§ **Records supplied**
_ _ _ _
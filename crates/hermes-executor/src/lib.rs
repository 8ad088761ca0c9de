//! # Hermes Executor
//!
//! Compiles the declarations held in a
//! [`MetadataArgsStorage`](hermes_metadata::MetadataArgsStorage) into
//! registrations on a [`Driver`](hermes_middleware::Driver), and runs
//! registered actions.
//!
//! - [`Executor`]: bootstrap and the four registration phases
//! - [`ActionHandler`]: parameters, handler call, interceptors, response
//! - [`ParamResolver`]: required checks and format coercion
//! - [`ResponseHandler`]: result and error shaping
//!
//! The executor never touches a concrete server; everything goes through
//! the driver trait, so any driver produces the same responses.

#![doc(html_root_url = "https://docs.rs/hermes-executor/0.1.0")]
#![warn(missing_docs)]
#![forbid(unsafe_code)]

pub mod action_handler;
pub mod executor;
pub mod param_resolver;
pub mod response_handler;

pub use action_handler::ActionHandler;
pub use executor::Executor;
pub use param_resolver::{normalize, ParamResolver};
pub use response_handler::{
    ResponseHandler, DEFAULT_EMPTY_RESULT_CODE, DEFAULT_NULL_RESULT_CODE, DEFAULT_SUCCESS_CODE,
    DEFAULT_UNDEFINED_RESULT_CODE,
};
//! Configuration schema.

use std::env;
use std::net::SocketAddr;
use std::path::PathBuf;

use serde::{Deserialize, Serialize};
use serde_json::{Map, Value};

use hermes_telemetry::{create_env_filter, LogConfig, MetricsConfig};

use crate::ConfigError;

/// Environment variable that selects the runtime mode.
///
/// Any value other than `production` (case-insensitive), including an
/// unset variable, means development mode.
pub const MODE_ENV_VAR: &str = "HERMES_ENV";

/// Development mode derived from [`MODE_ENV_VAR`].
#[must_use]
pub fn development_mode_from_env() -> bool {
    is_development_mode(env::var(MODE_ENV_VAR).ok().as_deref())
}

/// Development mode for a given value of [`MODE_ENV_VAR`].
#[must_use]
pub fn is_development_mode(mode: Option<&str>) -> bool {
    !matches!(mode, Some(value) if value.trim().eq_ignore_ascii_case("production"))
}

/// Root configuration.
///
/// Every section is optional in files; missing fields take their defaults
/// and unknown fields are rejected.
#[derive(Debug, Clone, Default, PartialEq, Deserialize, Serialize)]
#[serde(default, deny_unknown_fields)]
pub struct HermesConfig {
    /// HTTP listener settings.
    pub server: ServerSection,
    /// Dispatch settings handed to the driver.
    pub routing: RoutingSection,
    /// Log subscriber settings.
    pub logging: LogConfig,
    /// Prometheus recorder settings.
    pub metrics: MetricsConfig,
}

impl HermesConfig {
    /// Verbose logging, development error bodies.
    #[must_use]
    pub fn development() -> Self {
        Self {
            routing: RoutingSection {
                development_mode: Some(true),
                ..RoutingSection::default()
            },
            logging: LogConfig::development(),
            ..Self::default()
        }
    }

    /// JSON logging, no stacks in error bodies.
    #[must_use]
    pub fn production() -> Self {
        Self {
            routing: RoutingSection {
                development_mode: Some(false),
                ..RoutingSection::default()
            },
            logging: LogConfig::production(),
            ..Self::default()
        }
    }

    /// Development mode: the explicit setting, else [`MODE_ENV_VAR`].
    #[must_use]
    pub fn development_mode(&self) -> bool {
        self.routing
            .development_mode
            .unwrap_or_else(development_mode_from_env)
    }

    /// Checks values that deserialize fine but cannot be used.
    ///
    /// # Errors
    ///
    /// Returns [`ConfigError::InvalidValue`] naming the first offending field.
    pub fn validate(&self) -> Result<(), ConfigError> {
        self.server.validate()?;
        self.routing.validate()?;

        create_env_filter(&self.logging.level)
            .map_err(|e| ConfigError::invalid_value("logging.level", e.to_string()))?;

        if let Some(addr) = &self.metrics.addr {
            addr.parse::<SocketAddr>()
                .map_err(|e| ConfigError::invalid_value("metrics.addr", e.to_string()))?;
        }
        if self.metrics.duration_buckets.windows(2).any(|w| w[0] >= w[1]) {
            return Err(ConfigError::invalid_value(
                "metrics.duration_buckets",
                "buckets must be strictly increasing",
            ));
        }
        Ok(())
    }
}

/// `[server]` section.
#[derive(Debug, Clone, PartialEq, Eq, Deserialize, Serialize)]
#[serde(default, deny_unknown_fields)]
pub struct ServerSection {
    /// Listen address.
    pub addr: String,
    /// Grace period for in-flight requests on shutdown.
    pub shutdown_timeout_secs: u64,
    /// Per-request handler timeout.
    pub request_timeout_ms: u64,
    /// Maximum request body size in bytes.
    pub body_limit: usize,
    /// HTTP/1.1 keep-alive.
    pub keep_alive: bool,
}

impl Default for ServerSection {
    fn default() -> Self {
        Self {
            addr: "0.0.0.0:3000".to_string(),
            shutdown_timeout_secs: 30,
            request_timeout_ms: 30_000,
            body_limit: 2 * 1024 * 1024,
            keep_alive: true,
        }
    }
}

impl ServerSection {
    fn validate(&self) -> Result<(), ConfigError> {
        self.addr
            .parse::<SocketAddr>()
            .map_err(|e| ConfigError::invalid_value("server.addr", e.to_string()))?;
        if self.request_timeout_ms == 0 {
            return Err(ConfigError::invalid_value(
                "server.request_timeout_ms",
                "must be greater than zero",
            ));
        }
        if self.body_limit == 0 {
            return Err(ConfigError::invalid_value(
                "server.body_limit",
                "must be greater than zero",
            ));
        }
        Ok(())
    }
}

/// `[routing]` section.
#[derive(Debug, Clone, PartialEq, Deserialize, Serialize)]
#[serde(default, deny_unknown_fields)]
pub struct RoutingSection {
    /// Literal prefix joined in front of every route.
    pub route_prefix: Option<String>,
    /// Stacks in error bodies. Unset means "ask `HERMES_ENV`".
    pub development_mode: Option<bool>,
    /// Register the built-in error handler.
    pub default_error_handler: bool,
    /// Apply transform directives to JSON results.
    pub use_class_transformer: bool,
    /// Directory of templates loaded at bootstrap.
    pub template_dir: Option<PathBuf>,
    /// Error name to replacement payload.
    pub error_overriding_map: Map<String, Value>,
}

impl Default for RoutingSection {
    fn default() -> Self {
        Self {
            route_prefix: None,
            development_mode: None,
            default_error_handler: true,
            use_class_transformer: true,
            template_dir: None,
            error_overriding_map: Map::new(),
        }
    }
}

impl RoutingSection {
    fn validate(&self) -> Result<(), ConfigError> {
        if let Some(prefix) = &self.route_prefix {
            if !prefix.is_empty() && !prefix.starts_with('/') {
                return Err(ConfigError::invalid_value(
                    "routing.route_prefix",
                    "must start with '/'",
                ));
            }
        }
        Ok(())
    }
}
_ _ _ _
§ **Problem to work on**
Write out every entry once more, precisely as it stands.

§ **Task response**
filename crates/hermes-executor/src/lib.rs
repository 8ad088761ca0c9de
//! # Hermes Executor
//!
//! Compiles the declarations held in a
//! [`MetadataArgsStorage`](hermes_metadata::MetadataArgsStorage) into
//! registrations on a [`Driver`](hermes_middleware::Driver), and runs
//! registered actions.
//!
//! - [`Executor`]: bootstrap and the four registration phases
//! - [`ActionHandler`]: parameters, handler call, interceptors, response
//! - [`ParamResolver`]: required checks and format coercion
//! - [`ResponseHandler`]: result and error shaping
//!
//! The executor never touches a concrete server; everything goes through
//! the driver trait, so any driver produces the same responses.

#![doc(html_root_url = "https://docs.rs/hermes-executor/0.1.0")]
#![warn(missing_docs)]
#![forbid(unsafe_code)]

pub mod action_handler;
pub mod executor;
pub mod param_resolver;
pub mod response_handler;

pub use action_handler::ActionHandler;
pub use executor::Executor;
pub use param_resolver::{normalize, ParamResolver};
pub use response_handler::{
    ResponseHandler, DEFAULT_EMPTY_RESULT_CODE, DEFAULT_NULL_RESULT_CODE, DEFAULT_SUCCESS_CODE,
    DEFAULT_UNDEFINED_RESULT_CODE,
};
//! Configuration schema.

use std::env;
use std::net::SocketAddr;
use std::path::PathBuf;

use serde::{Deserialize, Serialize};
use serde_json::{Map, Value};

use hermes_telemetry::{create_env_filter, LogConfig, MetricsConfig};

use crate::ConfigError;

/// Environment variable that selects the runtime mode.
///
/// Any value other than `production` (case-insensitive), including an
/// unset variable, means development mode.
pub const MODE_ENV_VAR: &str = "HERMES_ENV";

/// Development mode derived from [`MODE_ENV_VAR`].
#[must_use]
pub fn development_mode_from_env() -> bool {
    is_development_mode(env::var(MODE_ENV_VAR).ok().as_deref())
}

/// Development mode for a given value of [`MODE_ENV_VAR`].
#[must_use]
pub fn is_development_mode(mode: Option<&str>) -> bool {
    !matches!(mode, Some(value) if value.trim().eq_ignore_ascii_case("production"))
}

/// Root configuration.
///
/// Every section is optional in files; missing fields take their defaults
/// and unknown fields are rejected.
#[derive(Debug, Clone, Default, PartialEq, Deserialize, Serialize)]
#[serde(default, deny_unknown_fields)]
pub struct HermesConfig {
    /// HTTP listener settings.
    pub server: ServerSection,
    /// Dispatch settings handed to the driver.
    pub routing: RoutingSection,
    /// Log subscriber settings.
    pub logging: LogConfig,
    /// Prometheus recorder settings.
    pub metrics: MetricsConfig,
}

impl HermesConfig {
    /// Verbose logging, development error bodies.
    #[must_use]
    pub fn development() -> Self {
        Self {
            routing: RoutingSection {
                development_mode: Some(true),
                ..RoutingSection::default()
            },
            logging: LogConfig::development(),
            ..Self::default()
        }
    }

    /// JSON logging, no stacks in error bodies.
    #[must_use]
    pub fn production() -> Self {
        Self {
            routing: RoutingSection {
                development_mode: Some(false),
                ..RoutingSection::default()
            },
            logging: LogConfig::production(),
            ..Self::default()
        }
    }

    /// Development mode: the explicit setting, else [`MODE_ENV_VAR`].
    #[must_use]
    pub fn development_mode(&self) -> bool {
        self.routing
            .development_mode
            .unwrap_or_else(development_mode_from_env)
    }

    /// Checks values that deserialize fine but cannot be used.
    ///
    /// # Errors
    ///
    /// Returns [`ConfigError::InvalidValue`] naming the first offending field.
    pub fn validate(&self) -> Result<(), ConfigError> {
        self.server.validate()?;
        self.routing.validate()?;

        create_env_filter(&self.logging.level)
            .map_err(|e| ConfigError::invalid_value("logging.level", e.to_string()))?;

        if let Some(addr) = &self.metrics.addr {
            addr.parse::<SocketAddr>()
                .map_err(|e| ConfigError::invalid_value("metrics.addr", e.to_string()))?;
        }
        if self.metrics.duration_buckets.windows(2).any(|w| w[0] >= w[1]) {
            return Err(ConfigError::invalid_value(
                "metrics.duration_buckets",
                "buckets must be strictly increasing",
            ));
        }
        Ok(())
    }
}

/// `[server]` section.
#[derive(Debug, Clone, PartialEq, Eq, Deserialize, Serialize)]
#[serde(default, deny_unknown_fields)]
pub struct ServerSection {
    /// Listen address.
    pub addr: String,
    /// Grace period for in-flight requests on shutdown.
    pub shutdown_timeout_secs: u64,
    /// Per-request handler timeout.
    pub request_timeout_ms: u64,
    /// Maximum request body size in bytes.
    pub body_limit: usize,
    /// HTTP/1.1 keep-alive.
    pub keep_alive: bool,
}

impl Default for ServerSection {
    fn default() -> Self {
        Self {
            addr: "0.0.0.0:3000".to_string(),
            shutdown_timeout_secs: 30,
            request_timeout_ms: 30_000,
            body_limit: 2 * 1024 * 1024,
            keep_alive: true,
        }
    }
}

impl ServerSection {
    fn validate(&self) -> Result<(), ConfigError> {
        self.addr
            .parse::<SocketAddr>()
            .map_err(|e| ConfigError::invalid_value("server.addr", e.to_string()))?;
        if self.request_timeout_ms == 0 {
            return Err(ConfigError::invalid_value(
                "server.request_timeout_ms",
                "must be greater than zero",
            ));
        }
        if self.body_limit == 0 {
            return Err(ConfigError::invalid_value(
                "server.body_limit",
                "must be greater than zero",
            ));
        }
        Ok(())
    }
}

/// `[routing]` section.
#[derive(Debug, Clone, PartialEq, Deserialize, Serialize)]
#[serde(default, deny_unknown_fields)]
pub struct RoutingSection {
    /// Literal prefix joined in front of every route.
    pub route_prefix: Option<String>,
    /// Stacks in error bodies. Unset means "ask `HERMES_ENV`".
    pub development_mode: Option<bool>,
    /// Register the built-in error handler.
    pub default_error_handler: bool,
    /// Apply transform directives to JSON results.
    pub use_class_transformer: bool,
    /// Directory of templates loaded at bootstrap.
    pub template_dir: Option<PathBuf>,
    /// Error name to replacement payload.
    pub error_overriding_map: Map<String, Value>,
}

impl Default for RoutingSection {
    fn default() -> Self {
        Self {
            route_prefix: None,
            development_mode: None,
            default_error_handler: true,
            use_class_transformer: true,
            template_dir: None,
            error_overriding_map: Map::new(),
        }
    }
}

impl RoutingSection {
    fn validate(&self) -> Result<(), ConfigError> {
        if let Some(prefix) = &self.route_prefix {
            if !prefix.is_empty() && !prefix.starts_with('/') {
                return Err(ConfigError::invalid_value(
                    "routing.route_prefix",
                    "must start with '/'",
                ));
            }
        }
        Ok(())
    }
}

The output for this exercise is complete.